- _Task description_:
Print the first line of the records below and every line after it, up to and including the line with "of zero fitness". Print nothing else.

(Dataset entries)
******************************
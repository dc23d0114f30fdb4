//! Fitness landscapes over the two-trait phenotype.
//!
//! A landscape maps the trait pair `(a, b)` of an individual to a scalar
//! fitness. Selection raises fitness to a real-valued power, so every
//! landscape must return a non-negative value; selection checks this and
//! reports a violation instead of sampling from a broken distribution.

use serde::{Deserialize, Serialize};

use crate::genome::Individual;

/// Trait for scoring the fitness of an individual from its two traits.
///
/// Implementors must return a non-negative value for every finite input.
pub trait FitnessLandscape {
    /// Fitness of the trait pair `(a, b)`.
    fn fitness(&self, a: f64, b: f64) -> f64;

    /// Fitness of an individual.
    #[inline]
    fn individual_fitness(&self, individual: &Individual) -> f64 {
        self.fitness(individual.a(), individual.b())
    }
}

/// Rugged sinusoidal landscape: `fitness(a, b) = sin(frequency·a·b) + 1`.
///
/// Ridges of maximal fitness (2.0) alternate with valleys of zero fitness
/// along hyperbolas `a·b = const`, so a population sitting on one ridge has
/// to cross a valley to reach the next. The default frequency is 7.
#[derive(Debug, Clone, Copy, PartialEq, Serialize, Deserialize)]
pub struct SineLandscape {
    /// Angular frequency of the product `a·b`.
    pub frequency: f64,
}

impl SineLandscape {
    /// Frequency of the reference landscape.
    pub const DEFAULT_FREQUENCY: f64 = 7.0;

    /// Create a landscape with a custom frequency.
    pub fn new(frequency: f64) -> Self {
        Self { frequency }
    }
}

impl Default for SineLandscape {
    fn default() -> Self {
        Self::new(Self::DEFAULT_FREQUENCY)
    }
}

impl FitnessLandscape for SineLandscape {
    #[inline]
    fn fitness(&self, a: f64, b: f64) -> f64 {
        (self.frequency * a * b).sin() + 1.0
    }
}

/// Fitness of `(a, b)` on the default landscape.
#[inline]
pub fn fitness(a: f64, b: f64) -> f64 {
    SineLandscape::default().fitness(a, b)
}

/// Returns `true` if `value` can be used as a selection weight.
#[inline]
pub(crate) fn is_valid_fitness(value: f64) -> bool {
    value >= 0.0 && value.is_finite()
}
use anyhow::{Context, Result};
use puncsim_sim::simulation::SimulationBuilder;

use crate::args::{OutputFormat, SimulationArgs};
use crate::printing::{log_parameters, print_allele_vectors, print_json_report};

pub fn run_simulation(args: &SimulationArgs) -> Result<()> {
    let config = args.configuration();
    log_parameters(&config);

    let mut sim = SimulationBuilder::from_configuration(config)
        .build()
        .context("Invalid simulation parameters")?;
    let starting_size = sim.configuration().execution.population_size;

    match args.format {
        OutputFormat::Text => {
            println!("Starting simulation for population of size {starting_size}");

            sim.run_with_progress(|generation| println!("generation {generation} reached"))
                .context("Simulation aborted")?;

            print_allele_vectors(sim.trajectory()).context("Failed to write results")?;
        }
        OutputFormat::Json => {
            sim.run().context("Simulation aborted")?;

            print_json_report(sim.configuration(), sim.trajectory())
                .context("Failed to write results")?;
        }
    }

    if let Some((generation, shift)) = sim.trajectory().largest_shift() {
        tracing::info!(generation, shift, "largest shift in mean traits");
    }

    Ok(())
}
//! Regression-to-mean mutation of trait alleles.
//!
//! Every allele of every individual mutates independently with probability
//! `rate`. A mutated allele does not drift from its current value; it is
//! redrawn from a normal distribution centred on the population mean of that
//! trait, with standard deviation `strength`. The mean is a single snapshot
//! taken from the population before any allele is touched, so the order in
//! which individuals are visited does not bias the draw.

use rand::Rng;
use rand_distr::{Distribution, Normal};

use crate::errors::ConfigurationError;
use crate::genome::{Individual, Locus};
use crate::simulation::Population;

/// Per-allele mutation toward the current population mean.
#[derive(Debug, Clone, Copy)]
pub struct RegressionMutation {
    /// Per-allele mutation probability
    rate: f64,
    /// Standard deviation of the replacement draw
    strength: f64,
    /// Zero-centred noise; shifted by the trait mean at draw time
    noise: Normal<f64>,
}

impl RegressionMutation {
    /// Create a new mutation operator.
    ///
    /// # Arguments
    /// * `rate` - Probability that a single allele mutates (0.0 to 1.0).
    ///   0.0 turns mutation off.
    /// * `strength` - Standard deviation of the normal draw (> 0.0).
    ///
    /// # Errors
    /// Returns an error if `rate` is outside [0.0, 1.0] or `strength` is not
    /// a positive finite number.
    pub fn new(rate: f64, strength: f64) -> Result<Self, ConfigurationError> {
        if !(0.0..=1.0).contains(&rate) {
            return Err(ConfigurationError::InvalidMutationRate(rate));
        }
        if !(strength > 0.0 && strength.is_finite()) {
            return Err(ConfigurationError::InvalidMutationStrength(strength));
        }
        let noise = Normal::new(0.0, strength)
            .map_err(|_| ConfigurationError::InvalidMutationStrength(strength))?;

        Ok(Self {
            rate,
            strength,
            noise,
        })
    }

    /// Per-allele mutation probability.
    #[inline]
    pub fn rate(&self) -> f64 {
        self.rate
    }

    /// Standard deviation of the replacement draw.
    #[inline]
    pub fn strength(&self) -> f64 {
        self.strength
    }

    /// Mutate every individual of `population` and return the result.
    ///
    /// The input is left untouched. Both trait means are read from the input
    /// before any allele is redrawn.
    pub fn mutate<R: Rng + ?Sized>(&self, population: &Population, rng: &mut R) -> Population {
        let means = [
            population.mean_trait(Locus::A),
            population.mean_trait(Locus::B),
        ];
        self.mutate_towards(population, means, rng)
    }

    /// Mutate every individual toward fixed trait means `[mean_a, mean_b]`.
    pub fn mutate_towards<R: Rng + ?Sized>(
        &self,
        population: &Population,
        means: [f64; 2],
        rng: &mut R,
    ) -> Population {
        let mutated: Population = population
            .iter()
            .map(|&individual| self.mutate_individual(individual, means, rng))
            .collect();

        tracing::trace!(size = mutated.size(), "mutation pass");
        mutated
    }

    /// Decide whether one allele mutates and, if so, draw its new value.
    #[inline]
    fn mutate_allele<R: Rng + ?Sized>(&self, mean: f64, rng: &mut R) -> Option<f64> {
        if rng.random::<f64>() < self.rate {
            Some(mean + self.noise.sample(rng))
        } else {
            None
        }
    }

    /// Mutate a single individual toward fixed trait means.
    pub fn mutate_individual<R: Rng + ?Sized>(
        &self,
        individual: Individual,
        means: [f64; 2],
        rng: &mut R,
    ) -> Individual {
        let mut child = individual;
        for (locus, mean) in Locus::ALL.into_iter().zip(means) {
            if let Some(value) = self.mutate_allele(mean, rng) {
                child.set(locus, value);
            }
        }
        child
    }
}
******************************
- _Expected answer_:
repository dc23d0114f30fdb4
//! Fitness landscapes over the two-trait phenotype.
//!
//! A landscape maps the trait pair `(a, b)` of an individual to a scalar
//! fitness. Selection raises fitness to a real-valued power, so every
//! landscape must return a non-negative value; selection checks this and
//! reports a violation instead of sampling from a broken distribution.

use serde::{Deserialize, Serialize};

use crate::genome::Individual;

/// Trait for scoring the fitness of an individual from its two traits.
///
/// Implementors must return a non-negative value for every finite input.
pub trait FitnessLandscape {
    /// Fitness of the trait pair `(a, b)`.
    fn fitness(&self, a: f64, b: f64) -> f64;

    /// Fitness of an individual.
    #[inline]
    fn individual_fitness(&self, individual: &Individual) -> f64 {
        self.fitness(individual.a(), individual.b())
    }
}

/// Rugged sinusoidal landscape: `fitness(a, b) = sin(frequency·a·b) + 1`.
///
/// Ridges of maximal fitness (2.0) alternate with valleys of zero fitness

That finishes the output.